Type of benchmarking tool

Iometer is an I/O subsystem measurement and characterization tool for single and clustered systems. It is used as a benchmark and troubleshooting tool and is easily configured to replicate the behaviour of many popular applications. One commonly quoted measurement provided by the tool is IOPS.

==History==
Created by Intel Corporation (Sean Hefty, David Levine and Fab Tillier are listed by the Iometer About dialog as the developers), the tool was officially announced at the Intel Developer Forum (IDF) on 17 February 1998. In 2001 Intel discontinued development and subsequently handed the sources to the Open Source Development Lab for release under the Intel Open Source License. On 15 November 2001 the Iometer project was registered at SourceForge.net and an initial version was made available. Experiencing no further development, the project was relaunched by Daniel Scheibli in February 2003. Since then it has been driven by an international group of individuals who have been improving and porting the product to additional platforms.

==Functionality==

Iometer is based on a client–server model, where one instance of the Iometer graphical user interface is managing one or more 'managers' (each one representing a separate Dynamo.exe process) which are doing the I/O with one or more worker threads. Iometer performs Asynchronous I/O - accessing files or block devices (later one allowing to bypass the file system buffers).
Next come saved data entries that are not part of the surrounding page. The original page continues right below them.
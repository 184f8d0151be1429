//! Logging bootstrap
//!
//! Console output plus an append-only log file. Both layers share one
//! `EnvFilter` taken from `RUST_LOG`, falling back to the configured filter.

use podium_core::{ConfigError, LogConfig};
use std::fs::OpenOptions;
use std::sync::Mutex;
use tracing_subscriber::{fmt, layer::SubscriberExt, util::SubscriberInitExt, EnvFilter, Layer};

/// Install the global subscriber. Call once, before any work starts.
pub fn init_logging(config: &LogConfig) -> Result<(), ConfigError> {
    if let Some(parent) = config.path.parent().filter(|p| !p.as_os_str().is_empty()) {
        std::fs::create_dir_all(parent).map_err(|e| ConfigError::Io {
            path: parent.display().to_string(),
            reason: e.to_string(),
        })?;
    }
    let file = OpenOptions::new()
        .create(true)
        .append(true)
        .open(&config.path)
        .map_err(|e| ConfigError::Io {
            path: config.path.display().to_string(),
            reason: e.to_string(),
        })?;

    let env_filter =
        EnvFilter::try_from_default_env().unwrap_or_else(|_| EnvFilter::new(&config.filter));

    let file_layer = fmt::layer()
        .with_writer(Mutex::new(file))
        .with_ansi(false)
        .with_target(false);
    let file_out = if config.json {
        file_layer.json().boxed()
    } else {
        file_layer.boxed()
    };

    tracing_subscriber::registry()
        .with(env_filter)
        .with(fmt::layer().with_target(false))
        .with(file_out)
        .try_init()
        .map_err(|e| ConfigError::InvalidValue {
            field: "log".to_string(),
            value: config.path.display().to_string(),
            reason: format!("Failed to init subscriber: {}", e),
        })?;

    tracing::info!(
        log_path = %config.path.display(),
        filter = %config.filter,
        json = config.json,
        "Logging initialized"
    );
    Ok(())
}

#[cfg(test)]
mod tests {
    use super::*;
    use tempfile::TempDir;

    // The global subscriber can be installed once per process, so this is
    // the only test that calls `init_logging`.
    #[test]
    fn test_json_logging_writes_parseable_lines() {
        let dir = TempDir::new().unwrap();
        let config = LogConfig {
            path: dir.path().join("logs").join("ingest.log"),
            filter: "info".to_string(),
            json: true,
        };

        init_logging(&config).unwrap();

        let contents = std::fs::read_to_string(&config.path).unwrap();
        let first = contents.lines().next().expect("log file has a line");
        let line: serde_json::Value = serde_json::from_str(first).unwrap();
        assert_eq!(line["fields"]["message"], "Logging initialized");
        assert_eq!(line["level"], "INFO");

        assert!(matches!(
            init_logging(&config),
            Err(ConfigError::InvalidValue { .. })
        ));
    }
}
//! PODIUM Test Utilities
//!
//! Shared test infrastructure for the PODIUM workspace:
//! - Fixtures for teams and configuration
//! - RobotEvents JSON bodies and the URLs the client requests them from
//! - Proptest generators for statuses and team ids

pub use podium_remote::{MockReply, MockTransport};
pub use podium_storage::MockStorage;

pub use podium_core::{
    Grade, IngestConfig, Qualification, QualificationStatus, RetryConfig, Team, TeamFilter,
    TeamId,
};

use serde_json::{json, Value};
use std::path::Path;

// ============================================================================
// FIXTURES
// ============================================================================

pub mod fixtures {
    use super::*;

    pub const TEST_API_BASE: &str = "http://robotevents.test/api/v2";
    pub const TEST_SEASONS_BASE: &str = "http://robotevents.test/api";
    pub const TEST_SEASON: u32 = 190;
    pub const TEST_TOKEN: &str = "test-token";

    /// A high school team in Texas with empty metrics.
    pub fn team(id: i64, number: &str) -> Team {
        Team {
            id: TeamId(id),
            number: number.to_string(),
            organization: format!("{} Robotics", number),
            country: "United States".to_string(),
            region: "Texas".to_string(),
            grade: Grade::HighSchool,
            world_rank: 0,
            score: 0,
            programming: 0,
            driver: 0,
        }
    }

    pub fn team_in(id: i64, number: &str, region: &str, grade: Grade) -> Team {
        Team {
            region: region.to_string(),
            grade,
            ..team(id, number)
        }
    }

    pub fn ranked_team(id: i64, number: &str, world_rank: u32) -> Team {
        Team {
            world_rank,
            score: 1000u32.saturating_sub(world_rank),
            ..team(id, number)
        }
    }

    /// Configuration pointing at the mock hosts, with millisecond backoff so
    /// retries stay cheap under a paused clock.
    pub fn test_config(checkpoint_path: &Path) -> IngestConfig {
        IngestConfig {
            api_token: TEST_TOKEN.to_string(),
            api_base_url: TEST_API_BASE.to_string(),
            seasons_base_url: TEST_SEASONS_BASE.to_string(),
            season: TEST_SEASON,
            retry: RetryConfig {
                max_attempts: 2,
                base_delay_ms: 1,
                max_delay_ms: 4,
            },
            commit_interval: 2,
            checkpoint_path: checkpoint_path.to_path_buf(),
            skills_commit_interval: 2,
            ..IngestConfig::default()
        }
    }
}

// ============================================================================
// REMOTE BODIES AND URLS
// ============================================================================

pub mod remote {
    use super::fixtures::{TEST_API_BASE, TEST_SEASON, TEST_SEASONS_BASE};
    use super::*;

    /// `{ meta, data }` envelope for page `current` of `last`.
    pub fn page(data: Vec<Value>, current: u32, last: u32) -> String {
        json!({
            "meta": { "current_page": current, "last_page": last },
            "data": data,
        })
        .to_string()
    }

    /// Single-page envelope.
    pub fn single_page(data: Vec<Value>) -> String {
        page(data, 1, 1)
    }

    pub fn award(title: &str, qualifications: &[&str], winners: &[i64]) -> Value {
        let qualifications = if qualifications.is_empty() {
            Value::Null
        } else {
            json!(qualifications)
        };
        let winners: Vec<Value> = winners
            .iter()
            .map(|id| json!({ "team": { "id": id, "name": format!("T{}", id) } }))
            .collect();
        json!({
            "title": title,
            "qualifications": qualifications,
            "teamWinners": winners,
        })
    }

    pub fn event(id: i64, awards_finalized: bool) -> Value {
        json!({
            "id": id,
            "name": format!("Signature Event {}", id),
            "awards_finalized": awards_finalized,
        })
    }

    pub fn team_ref(id: i64) -> Value {
        json!({ "id": id, "name": format!("T{}", id) })
    }

    pub fn skills_entry(id: i64, number: &str, grade: &str, rank: u32, score: u32) -> Value {
        json!({
            "team": {
                "id": id,
                "team": number,
                "organization": format!("{} Robotics", number),
                "country": "United States",
                "eventRegion": "Texas",
                "gradeLevel": grade,
            },
            "rank": rank,
            "scores": {
                "score": score,
                "programming": score / 2,
                "driver": score - score / 2,
            },
        })
    }

    /// The skills feed is a bare list, not an envelope.
    pub fn skills_body(entries: Vec<Value>) -> String {
        Value::Array(entries).to_string()
    }

    pub fn team_awards_url(team_id: i64) -> String {
        format!(
            "{}/teams/{}/awards?season%5B%5D={}",
            TEST_API_BASE, team_id, TEST_SEASON
        )
    }

    pub fn signature_events_url() -> String {
        format!(
            "{}/events?season%5B%5D={}&level%5B%5D=Signature&myEvents=false",
            TEST_API_BASE, TEST_SEASON
        )
    }

    pub fn event_awards_url(event_id: i64) -> String {
        format!("{}/events/{}/awards", TEST_API_BASE, event_id)
    }

    pub fn event_teams_url(event_id: i64) -> String {
        format!("{}/events/{}/teams", TEST_API_BASE, event_id)
    }

    pub fn skills_url(grade: &Grade) -> String {
        format!(
            "{}/seasons/{}/skills?post_season=0&grade_level={}",
            TEST_SEASONS_BASE,
            TEST_SEASON,
            grade.as_api_str().replace(' ', "%20")
        )
    }

    /// Script a team's award list with one award carrying `qualifications`.
    pub fn respond_team_awards(mock: &MockTransport, team_id: i64, qualifications: &[&str]) {
        mock.respond_json(
            team_awards_url(team_id),
            single_page(vec![award("Excellence Award", qualifications, &[team_id])]),
        );
    }
}

// ============================================================================
// GENERATORS
// ============================================================================

pub mod generators {
    use super::*;
    use proptest::prelude::*;

    pub fn arb_status() -> impl Strategy<Value = QualificationStatus> {
        prop_oneof![
            Just(QualificationStatus::None),
            Just(QualificationStatus::Regional),
            Just(QualificationStatus::World),
        ]
    }

    pub fn arb_team_id() -> impl Strategy<Value = TeamId> {
        (1i64..200_000).prop_map(TeamId)
    }

    /// Event names as they appear in award qualification lists, including
    /// ones that qualify for nothing.
    pub fn arb_qualification_name() -> impl Strategy<Value = String> {
        prop_oneof![
            Just("World Championship".to_string()),
            Just("VEX Robotics World Championship".to_string()),
            Just("Texas Region State Championship".to_string()),
            Just("Regional Championship".to_string()),
            Just("League Finals".to_string()),
            "[a-zA-Z ]{0,24}",
        ]
    }

    pub fn arb_team_number() -> impl Strategy<Value = String> {
        "[0-9]{1,5}[A-Z]?"
    }

    pub fn arb_team() -> impl Strategy<Value = Team> {
        (arb_team_id(), arb_team_number(), 0u32..5000).prop_map(|(id, number, rank)| Team {
            world_rank: rank,
            ..fixtures::team(id.get(), &number)
        })
    }
}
Iometer allows the configuration of disk parameters such as the 'Maximum Disk Size', 'Starting Disk Sector' and '# of Outstanding I/Os'. This allows a user to configure a test file upon which the 'Access Specifications' configure the I/O types to the file.
Configurable items within the Access Specifications are:
- Transfer Request Size
- Percent Random/Sequential distribution.
- Percent Read/Write Distribution
- Aligned I/O's.
- Reply Size
- TCP/IP status
- Burstiness.
In conjunction with the Access Specifications, Iometer allows the specifications to be cycled with incrementing outstanding I/O's, either exponentially or linearly. The tool outputs 50 parameters into a .CSV file, allowing multiple applications to analyse and generate graphs and reports on the measured performance.